Asıl adı Gabrielle Bonheur Chanel olan Fransız tasarımcı 19 Ağustos 1883’te Fransa’nın Saumur kentinde yoksulluk içinde doğdu. Küçük yaşta annesini kaybetmesinin ardından iki kız kardeşiyle birlikte babaları tarafından Aubazine Yetimhanesi’ne bırakıldı.
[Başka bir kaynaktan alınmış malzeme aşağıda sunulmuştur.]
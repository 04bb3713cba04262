//! Alternating turn invariant: players alternate O, X, O, X, ...

use super::super::{Game, Player};
use super::Invariant;

/// Invariant: Players alternate turns, O first.
///
/// Consequently O holds as many marks as X or exactly one more. While the
/// game is in progress the turn belongs to the player who did not make
/// the last move; after it ends the turn stays with the last mover.
pub struct AlternatingTurnInvariant;

impl Invariant<Game> for AlternatingTurnInvariant {
    fn holds(game: &Game) -> bool {
        let history = game.history();

        if let Some(first) = history.first()
            && first.player != Player::FIRST
        {
            return false;
        }

        if history.windows(2).any(|w| w[0].player == w[1].player) {
            return false;
        }

        let o = game.board().count(Player::O);
        let x = game.board().count(Player::X);
        if o < x || o - x > 1 {
            return false;
        }

        let expected = match history.last() {
            None => Player::FIRST,
            Some(last) if game.is_over() => last.player,
            Some(last) => last.player.opponent(),
        };
        game.turn() == expected
    }

    fn description() -> &'static str {
        "Players alternate turns (O, X, O, X, ...)"
    }
}

#[cfg(test)]
mod tests {
    use super::*;
    use crate::games::tictactoe::{Move, Position};

    #[test]
    fn test_empty_game_holds() {
        assert!(AlternatingTurnInvariant::holds(&Game::new()));
    }

    #[test]
    fn test_alternating_sequence_holds() {
        let game = Game::replay(&[
            Position::TopLeft,
            Position::Center,
            Position::TopRight,
            Position::BottomLeft,
            Position::BottomRight,
        ])
        .expect("Valid replay");
        assert!(AlternatingTurnInvariant::holds(&game));
        assert_eq!(game.turn(), Player::X);
    }

    #[test]
    fn test_same_player_twice_violates() {
        let mut game = Game::replay(&[Position::TopLeft]).expect("Valid replay");
        game.history.push(Move::new(Player::O, Position::Center));
        assert!(!AlternatingTurnInvariant::holds(&game));
    }

    #[test]
    fn test_wrong_turn_violates() {
        let mut game = Game::new();
        game.turn = Player::X;
        assert!(!AlternatingTurnInvariant::holds(&game));
    }
}
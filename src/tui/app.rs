//! Application state and logic.

use crate::config::GameConfig;
use crate::controller::GameController;
use crate::games::tictactoe::{Player, Position};
use crate::surface::{CellStyle, ScreenState};
use ratatui::layout::Rect;
use ratatui::style::Color;
use std::str::FromStr;
use tracing::{debug, instrument, warn};

use super::input::{self, Input};

/// Mark colors for the two players.
#[derive(Debug, Clone, Copy, PartialEq, Eq)]
pub struct Palette {
    /// Color of O marks.
    pub o: Color,
    /// Color of X marks.
    pub x: Color,
}

impl Palette {
    /// Builds the palette from config, falling back per color on bad names.
    #[instrument(skip(config))]
    pub fn from_config(config: &GameConfig) -> Self {
        Self {
            o: parse_color(config.o_color(), Color::Red),
            x: parse_color(config.x_color(), Color::Blue),
        }
    }

    /// Color for a cell style.
    pub fn color(&self, style: CellStyle) -> Color {
        match style {
            CellStyle::PlayerO => self.o,
            CellStyle::PlayerX => self.x,
        }
    }
}

fn parse_color(name: &str, fallback: Color) -> Color {
    Color::from_str(name).unwrap_or_else(|_| {
        warn!(name, ?fallback, "Unknown color in config, using fallback");
        fallback
    })
}

/// Main application state.
pub struct App {
    controller: GameController<ScreenState>,
    cursor: Position,
    cell_areas: [Rect; 9],
    palette: Palette,
    should_quit: bool,
}

impl App {
    /// Creates a new application.
    #[instrument(skip(config))]
    pub fn new(config: &GameConfig) -> Self {
        Self {
            controller: GameController::new(ScreenState::with_win_line(*config.show_win_line())),
            cursor: Position::Center,
            cell_areas: [Rect::default(); 9],
            palette: Palette::from_config(config),
            should_quit: false,
        }
    }

    /// The on-screen projection of the game.
    pub fn screen(&self) -> &ScreenState {
        self.controller.surface()
    }

    /// The player to move.
    pub fn turn(&self) -> Player {
        self.controller.game().turn()
    }

    /// Cell under the keyboard cursor.
    pub fn cursor(&self) -> Position {
        self.cursor
    }

    /// Mark colors.
    pub fn palette(&self) -> Palette {
        self.palette
    }

    /// Whether the user asked to leave.
    pub fn should_quit(&self) -> bool {
        self.should_quit
    }

    /// Records where the last frame drew each cell, for mouse hit-testing.
    pub fn set_cell_areas(&mut self, areas: [Rect; 9]) {
        self.cell_areas = areas;
    }

    /// Handles one input event.
    #[instrument(skip(self))]
    pub fn handle(&mut self, input: Input) {
        match input {
            Input::Cell(index) => {
                if let Some(pos) = Position::from_index(index) {
                    self.cursor = pos;
                }
                self.controller.apply_move(index);
            }
            Input::Confirm => {
                self.controller.apply_move(self.cursor.to_index());
            }
            Input::Cursor(direction) => {
                self.cursor = input::move_cursor(self.cursor, direction);
            }
            Input::Reset | Input::NewGame => self.controller.reset(),
            Input::Quit => {
                debug!("Quit requested");
                self.should_quit = true;
            }
        }
    }

    /// Handles a left click at a terminal coordinate.
    #[instrument(skip(self))]
    pub fn click(&mut self, column: u16, row: u16) {
        match input::cell_at(&self.cell_areas, column, row) {
            Some(index) => self.handle(Input::Cell(index)),
            None => debug!("Click outside the board"),
        }
    }
}
//! First-class action types for tic-tac-toe.
//!
//! Moves are domain events, not side effects. They record who placed a
//! mark where, and the game keeps them as its history for the round.

use super::{Player, Position};
use serde::{Deserialize, Serialize};
use tracing::instrument;

/// A move in tic-tac-toe: a player placing their mark at a position.
#[derive(Debug, Clone, Copy, PartialEq, Eq, Hash, Serialize, Deserialize)]
pub struct Move {
    /// The player making the move.
    pub player: Player,
    /// The position where the player places their mark.
    pub position: Position,
}

impl Move {
    /// Creates a new move.
    #[instrument]
    pub fn new(player: Player, position: Position) -> Self {
        Self { player, position }
    }
}

impl std::fmt::Display for Move {
    fn fmt(&self, f: &mut std::fmt::Formatter<'_>) -> std::fmt::Result {
        write!(f, "{} -> {}", self.player, self.position.label())
    }
}

/// Reason a move was not applied.
///
/// The controller treats every variant as a silent no-op; the reason only
/// reaches the logs.
#[derive(Debug, Clone, Copy, PartialEq, Eq, derive_more::Display)]
pub enum MoveError {
    /// The square at the position is already occupied.
    #[display("Square {} is already occupied", _0)]
    SquareOccupied(Position),

    /// The game has already been won or drawn.
    #[display("Game is already over")]
    GameOver,

    /// The index does not name a cell.
    #[display("Position {} out of bounds (must be 0-8)", _0)]
    OutOfBounds(usize),
}

impl std::error::Error for MoveError {}
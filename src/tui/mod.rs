//! Terminal front-end: the board as selectable cells.

mod app;
mod input;
mod ui;

use anyhow::{Context, Result};
use crossterm::{
    event::{
        self, DisableMouseCapture, EnableMouseCapture, Event, KeyEventKind, MouseButton,
        MouseEventKind,
    },
    execute,
    terminal::{EnterAlternateScreen, LeaveAlternateScreen, disable_raw_mode, enable_raw_mode},
};
use ratatui::{Terminal, backend::CrosstermBackend, layout::Rect};
use std::io::{self, Stdout};
use tracing::{debug, error, info, instrument};

use crate::config::GameConfig;
use app::App;

type Tui = Terminal<CrosstermBackend<Stdout>>;

/// Runs the interactive game until the user quits.
///
/// The terminal is restored before returning, also when the loop fails.
#[instrument(skip(config))]
pub fn run_tui(config: &GameConfig) -> Result<()> {
    info!("Starting terminal UI");

    enable_raw_mode().context("Failed to enable raw mode")?;
    let mut stdout = io::stdout();
    execute!(stdout, EnterAlternateScreen, EnableMouseCapture)
        .context("Failed to enter alternate screen")?;
    let backend = CrosstermBackend::new(stdout);
    let mut terminal = Terminal::new(backend)?;

    let mut app = App::new(config);
    let res = run_app(&mut terminal, &mut app);

    disable_raw_mode()?;
    execute!(
        terminal.backend_mut(),
        LeaveAlternateScreen,
        DisableMouseCapture
    )?;
    terminal.show_cursor()?;

    if let Err(err) = &res {
        error!(error = ?err, "Game loop error");
    }
    info!("Terminal UI closed");
    res
}

/// Draw, then block on the next input event; one event per iteration.
fn run_app(terminal: &mut Tui, app: &mut App) -> Result<()> {
    loop {
        let mut areas = [Rect::default(); 9];
        terminal.draw(|frame| areas = ui::draw(frame, app))?;
        app.set_cell_areas(areas);

        match event::read()? {
            Event::Key(key) if key.kind == KeyEventKind::Press => {
                match input::from_key(key.code) {
                    Some(input) => app.handle(input),
                    None => debug!(code = ?key.code, "Unbound key"),
                }
            }
            Event::Mouse(mouse) if mouse.kind == MouseEventKind::Down(MouseButton::Left) => {
                app.click(mouse.column, mouse.row);
            }
            _ => {}
        }

        if app.should_quit() {
            return Ok(());
        }
    }
}
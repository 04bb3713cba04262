//! Status consistency invariant: the recorded status agrees with the board.

use super::super::rules::{check_winner, is_full};
use super::super::{Game, GameStatus};
use super::Invariant;

/// Invariant: Status is what the rules say about the board.
///
/// A complete line means `Won` with that player and line (win takes
/// precedence), otherwise a full board means `Drawn`, otherwise
/// `InProgress`.
pub struct StatusConsistentInvariant;

impl Invariant<Game> for StatusConsistentInvariant {
    fn holds(game: &Game) -> bool {
        let expected = match check_winner(game.board()) {
            Some((player, line)) => GameStatus::Won { player, line },
            None if is_full(game.board()) => GameStatus::Drawn,
            None => GameStatus::InProgress,
        };
        *game.status() == expected
    }

    fn description() -> &'static str {
        "Game status matches the board"
    }
}

#[cfg(test)]
mod tests {
    use super::*;
    use crate::games::tictactoe::Position;

    #[test]
    fn test_won_game_holds() {
        let game = Game::replay(&[
            Position::TopLeft,
            Position::MiddleLeft,
            Position::TopCenter,
            Position::Center,
            Position::TopRight,
        ])
        .expect("Valid replay");
        assert!(game.is_over());
        assert!(StatusConsistentInvariant::holds(&game));
    }

    #[test]
    fn test_premature_status_violates() {
        let mut game = Game::new();
        game.status = GameStatus::Drawn;
        assert!(!StatusConsistentInvariant::holds(&game));
    }
}
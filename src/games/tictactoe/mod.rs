//! Tic-tac-toe domain: board, rules and the game engine.

mod action;
mod game;
pub mod invariants;
mod lines;
mod position;
pub mod rules;
mod types;

pub use action::{Move, MoveError};
pub use game::{Game, Transition};
pub use lines::WinLine;
pub use position::Position;
pub use types::{Board, GameStatus, Player, Square};
//! Win detection logic for tic-tac-toe.

use super::super::{Board, Player, Square, WinLine};
use tracing::instrument;

/// Checks if there is a winner on the board.
///
/// Lines are scanned in table order and the first complete line wins.
/// Returns the player together with that line.
#[instrument(skip(board))]
pub fn check_winner(board: &Board) -> Option<(Player, WinLine)> {
    WinLine::ALL.into_iter().find_map(|line| {
        let [a, b, c] = line.cells();
        let sq = board.get(a);
        match sq {
            Square::Occupied(player) if sq == board.get(b) && sq == board.get(c) => {
                Some((player, line))
            }
            _ => None,
        }
    })
}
18 yaşına geldiğinde Moulins’teki Notre Dame okuluna gönderildi ve burada Aubazine’deki eğitiminin önemli bir kısmını oluşturan dikiş dikme konusunda daha fazla eğitim aldı. Notre Dame baş rahibesi, kardeşi Adrienne ve Gabrielle için bir dükkanda tezgahtar ve terzi olarak iş buldu. Dükkanın üzerinde bir tavan arası yatak odasını paylaşan kızlar ayrıca hafta sonları yakındaki bir terzi için çalışıyorlardı. Gündüzleri terzilik, akşamları Moulins’teki bir parkta yerel kışlalardan izleyiciler için konserlerin düzenlendiği müzik salonu ile asker salonunun birleşiminden oluşan La Rotonde kabaresinde şarkıcılık yapmaya başlayan Gabrielle burada söylediği şarkılardan biri olan köpeğini kaybetmiş bir kızın hakkındaki “Qui Qu’a Vu Coco?”(Coco’yu kim gördü?) şarkısıyla kısa sürede seyirciye kendini sevdirdi ve seyirci onu Coco çağrılarıyla karşılamaya başladı. Böylece Gabrielle, Coco oldu. Birkaç yıl burada çalışmasının ardından 1905’te bir ordu subayı ve at yetiştiricisi olan genç, varlıklı, kent soylusu Etienne Balsan ile tanıştı. Bir yıl sonra Paris yakınlarındaki Royallieu’da bulunan Balsan’ın şatosunda yaşamaya başladı ve burada başlayan yeni hayatıyla, 25 yaşına geldiğinde lüks ve eğlenceye aşinaydı. Şatoda boş vakitlerini geçirmek adına Paris’teki dükkanlardan satın alıp minimalist zevklerine göre şekillendirdiği şapkalar bir süre sonra hobi olmaktan çıkıp onun için bir işe dönüştü. 1908 ilkbaharında Balsan’ın arkadaşı ve finansörü Polo oyuncusu Arthur Edward “Boy” Capel ile tanıştı. Coco’nun yeteneğini ve tutkusunu fark eden Arthur ona bir şapka butiği açma konusunda tavsiye verdi ve onu finansal olarak destekleyeceği vaadinde bulundu ama Coco kariyerinin başlamasına yardımcı olan Balsan’a sadık kaldı. Şatodan, Balsan’ın Paris’teki evine taşındı ve burada şapka tasarlamaya başladı.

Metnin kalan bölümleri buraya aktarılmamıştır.